### Problem to work on
Run through the records and, wherever a line holds the word "BarGroup", return that line.

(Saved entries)
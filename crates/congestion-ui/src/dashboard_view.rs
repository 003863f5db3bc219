//! Main dashboard screen.
//!
//! ```text
//! ┌ header ─────────────────────────────────────────────────────┐
//! │ filters │ monthly line chart     │ hourly line chart        │
//! │         ├────────────────────────┴──────────┬───────────────┤
//! │         │ histogram bar chart               │ statistics    │
//! ├─────────┴───────────────────────────────────┴───────────────┤
//! │ notice bar / key help                                       │
//! └─────────────────────────────────────────────────────────────┘
//! ```
//!
//! Every function here only reads a [`DashboardUpdate`]; nothing is computed
//! beyond turning series into chart points.

use chrono::{DateTime, Utc};
use ratatui::{
    layout::{Constraint, Direction, Layout, Rect},
    symbols,
    text::{Line, Span, Text},
    widgets::{
        Axis, Bar, BarChart, BarGroup, Block, Borders, Chart, Dataset, GraphType, Paragraph,
    },
    Frame,
};

use congestion_core::formatting::format_number;
use congestion_core::time_utils::MONTH_LABELS;
use congestion_data::aggregator::{Histogram, HourlyProfile, MonthlySeries, StatKind};
use congestion_runtime::dashboard::DashboardState;
use congestion_runtime::orchestrator::DashboardUpdate;

use crate::components::filter_panel::FilterPanel;
use crate::components::header::Header;
use crate::components::indicators::{NoticeIndicator, StateIndicator};
use crate::components::progress_bar::CoverageBar;
use crate::stats_table;
use crate::themes::Theme;

/// Width of the filter column, borders included.
const FILTER_PANEL_WIDTH: u16 = 34;

/// Hour-axis ticks; bounds run to 24 so the five labels land on whole hours.
const HOUR_TICKS: [&str; 5] = ["00", "06", "12", "18", "24"];

pub const KEY_HELP: &str =
    "↑/↓ field  ←/→ value  Del clear field  c clear all  r reload  q quit";

// ── Chart data ────────────────────────────────────────────────────────────────

/// `(x, y)` points for one chart line.
#[derive(Debug, Clone, PartialEq)]
pub struct LinePoints {
    pub name: String,
    pub points: Vec<(f64, f64)>,
}

/// One line per year, x = month index 0..=11.
pub fn monthly_points(monthly: &MonthlySeries) -> Vec<LinePoints> {
    monthly
        .years
        .iter()
        .map(|series| LinePoints {
            name: series.year.to_string(),
            points: series
                .values
                .iter()
                .enumerate()
                .map(|(m, v)| (m as f64, *v))
                .collect(),
        })
        .collect()
}

/// One line per recognized day type, x = hour 0..=23.
pub fn hourly_points(hourly: &HourlyProfile) -> Vec<LinePoints> {
    hourly
        .series
        .iter()
        .map(|series| LinePoints {
            name: series.day_type.label().to_string(),
            points: series
                .values
                .iter()
                .enumerate()
                .map(|(h, v)| (h as f64, *v))
                .collect(),
        })
        .collect()
}

/// Upper y bound with a little headroom; never zero.
fn y_upper(max: f64) -> f64 {
    if max > 0.0 {
        max * 1.1
    } else {
        1.0
    }
}

fn y_labels<'a>(upper: f64, theme: &Theme) -> Vec<Span<'a>> {
    [0.0, upper / 2.0, upper]
        .iter()
        .map(|v| Span::styled(format_number(*v, 1), theme.dim))
        .collect()
}

/// Marker to colour a histogram bin with, the first in [`StatKind::ALL`]
/// order that falls into it.
pub fn bin_marker(histogram: &Histogram, bin: usize) -> Option<StatKind> {
    StatKind::ALL
        .iter()
        .copied()
        .find(|kind| histogram.marker(*kind).is_some_and(|m| m.bin_index == bin))
}

// ── Main render ───────────────────────────────────────────────────────────────

/// Render the full dashboard for `data` into `area`.
pub fn render_dashboard(
    frame: &mut Frame,
    area: Rect,
    data: &DashboardUpdate,
    panel: &FilterPanel,
    source: &str,
    now: DateTime<Utc>,
    theme: &Theme,
) {
    let rows = Layout::default()
        .direction(Direction::Vertical)
        .constraints([
            Constraint::Length(4),
            Constraint::Min(10),
            Constraint::Length(1),
            Constraint::Length(1),
        ])
        .split(area);

    let header = Header::new(source, data.matched_records, data.total_records, theme);
    frame.render_widget(Paragraph::new(Text::from(header.to_lines())), rows[0]);

    let body = Layout::default()
        .direction(Direction::Horizontal)
        .constraints([Constraint::Length(FILTER_PANEL_WIDTH), Constraint::Min(40)])
        .split(rows[1]);
    render_filter_panel(frame, body[0], data, panel, theme);

    let charts = Layout::default()
        .direction(Direction::Vertical)
        .constraints([Constraint::Percentage(50), Constraint::Percentage(50)])
        .split(body[1]);
    let top = Layout::default()
        .direction(Direction::Horizontal)
        .constraints([Constraint::Percentage(50), Constraint::Percentage(50)])
        .split(charts[0]);
    let bottom = Layout::default()
        .direction(Direction::Horizontal)
        .constraints([Constraint::Min(30), Constraint::Length(36)])
        .split(charts[1]);

    render_monthly_chart(frame, top[0], &data.monthly, theme);
    render_hourly_chart(frame, top[1], &data.hourly, theme);
    match &data.histogram {
        Some(histogram) => {
            render_histogram(frame, bottom[0], histogram, theme);
            stats_table::render_stats_table(frame, bottom[1], histogram, theme);
        }
        None => {
            render_empty_histogram(frame, bottom[0], theme);
            stats_table::render_no_data(frame, bottom[1], theme);
        }
    }

    let notice = NoticeIndicator::latest_visible(&data.notices, now, theme);
    frame.render_widget(Paragraph::new(notice.to_line()), rows[2]);
    frame.render_widget(
        Paragraph::new(Line::from(Span::styled(KEY_HELP, theme.dim))),
        rows[3],
    );
}

/// Shown before the first snapshot arrives and while the first load runs.
pub fn render_loading(frame: &mut Frame, area: Rect, state: DashboardState, theme: &Theme) {
    let text = vec![
        Line::from(""),
        StateIndicator::new(state, theme).to_line(),
        Line::from(""),
        Line::from(Span::styled("Reading congestion data...", theme.dim)),
        Line::from(Span::styled("Press 'q' or Ctrl+C to exit", theme.dim)),
    ];
    frame.render_widget(
        Paragraph::new(Text::from(text)).block(
            Block::default()
                .borders(Borders::ALL)
                .border_style(theme.border)
                .title(" Lane Congestion "),
        ),
        area,
    );
}

// ── Panels ────────────────────────────────────────────────────────────────────

fn render_filter_panel(
    frame: &mut Frame,
    area: Rect,
    data: &DashboardUpdate,
    panel: &FilterPanel,
    theme: &Theme,
) {
    let lines = build_filter_panel_lines(data, panel, theme);
    frame.render_widget(
        Paragraph::new(Text::from(lines)).block(
            Block::default()
                .borders(Borders::ALL)
                .border_style(theme.border)
                .title(" Filters "),
        ),
        area,
    );
}

/// Field rows, then state and coverage (extracted for testability).
pub fn build_filter_panel_lines<'a>(
    data: &DashboardUpdate,
    panel: &FilterPanel,
    theme: &'a Theme,
) -> Vec<Line<'a>> {
    let coverage = CoverageBar::new(data.matched_records, data.total_records, theme)
        .with_width(FILTER_PANEL_WIDTH.saturating_sub(10));

    let mut lines = panel.to_lines(theme);
    lines.push(Line::from(""));
    lines.push(StateIndicator::new(data.state, theme).to_line());
    lines.push(coverage.to_line());
    lines.push(Line::from(Span::styled(coverage.label(), theme.dim)));
    lines
}

fn render_monthly_chart(frame: &mut Frame, area: Rect, monthly: &MonthlySeries, theme: &Theme) {
    let lines = monthly_points(monthly);
    let datasets: Vec<Dataset> = lines
        .iter()
        .enumerate()
        .map(|(i, line)| {
            Dataset::default()
                .name(line.name.clone())
                .marker(symbols::Marker::Braille)
                .graph_type(GraphType::Line)
                .style(theme.year_style(i))
                .data(&line.points)
        })
        .collect();

    let upper = y_upper(monthly.max_value());
    let chart = Chart::new(datasets)
        .block(
            Block::default()
                .borders(Borders::ALL)
                .border_style(theme.border)
                .title(" Monthly average "),
        )
        .x_axis(
            Axis::default()
                .style(theme.dim)
                .bounds([0.0, (MONTH_LABELS.len() - 1) as f64])
                .labels(MONTH_LABELS.iter().map(|m| Span::styled(*m, theme.dim))),
        )
        .y_axis(
            Axis::default()
                .style(theme.dim)
                .bounds([0.0, upper])
                .labels(y_labels(upper, theme)),
        );
    frame.render_widget(chart, area);
}

fn render_hourly_chart(frame: &mut Frame, area: Rect, hourly: &HourlyProfile, theme: &Theme) {
    let lines = hourly_points(hourly);
    let datasets: Vec<Dataset> = lines
        .iter()
        .zip(&hourly.series)
        .map(|(line, series)| {
            Dataset::default()
                .name(line.name.clone())
                .marker(symbols::Marker::Braille)
                .graph_type(GraphType::Line)
                .style(theme.day_type_style(&series.day_type))
                .data(&line.points)
        })
        .collect();

    let upper = y_upper(hourly.max_value());
    let chart = Chart::new(datasets)
        .block(
            Block::default()
                .borders(Borders::ALL)
                .border_style(theme.border)
                .title(" Hourly profile by day type "),
        )
        .x_axis(
            Axis::default()
                .style(theme.dim)
                .bounds([0.0, 24.0])
                .labels(HOUR_TICKS.iter().map(|h| Span::styled(*h, theme.dim))),
        )
        .y_axis(
            Axis::default()
                .style(theme.dim)
                .bounds([0.0, upper])
                .labels(y_labels(upper, theme)),
        );
    frame.render_widget(chart, area);
}

/// Bars for every bin; marker bins take the marker's colour.
pub fn histogram_bars<'a>(histogram: &Histogram, theme: &Theme) -> Vec<Bar<'a>> {
    histogram
        .counts
        .iter()
        .zip(&histogram.labels)
        .enumerate()
        .map(|(i, (count, label))| {
            let style = bin_marker(histogram, i)
                .map(|kind| theme.marker_style(kind))
                .unwrap_or(theme.histogram_bar);
            Bar::default()
                .value(*count as u64)
                .label(Line::from(label.clone()))
                .style(style)
        })
        .collect()
}

fn render_histogram(frame: &mut Frame, area: Rect, histogram: &Histogram, theme: &Theme) {
    let bars = histogram_bars(histogram, theme);
    let slots = histogram.counts.len().max(1) as u16;
    let bar_width = (area.width.saturating_sub(2) / slots).saturating_sub(1).max(1);

    let title = Line::from(vec![
        Span::raw(" Distribution  "),
        Span::styled(
            format!("{} records ", format_number(histogram.total() as f64, 0)),
            theme.dim,
        ),
    ]);

    let chart = BarChart::default()
        .block(
            Block::default()
                .borders(Borders::ALL)
                .border_style(theme.border)
                .title(title)
                .title_bottom(stats_table::build_legend_line(histogram, theme)),
        )
        .data(BarGroup::default().bars(&bars))
        .bar_width(bar_width)
        .bar_gap(1)
        .max(histogram.max_frequency().max(1) as u64);
    frame.render_widget(chart, area);
}

fn render_empty_histogram(frame: &mut Frame, area: Rect, theme: &Theme) {
    frame.render_widget(
        Paragraph::new(Line::from(Span::styled("No data", theme.dim))).block(
            Block::default()
                .borders(Borders::ALL)
                .border_style(theme.border)
                .title(" Distribution "),
        ),
        area,
    );
}

// ── Tests ──────────────────────────────────────────────────────────────────────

### Answer section
        Axis, Bar, BarChart, BarGroup, Block, Borders, Chart, Dataset, GraphType, Paragraph,
        .data(BarGroup::default().bars(&bars))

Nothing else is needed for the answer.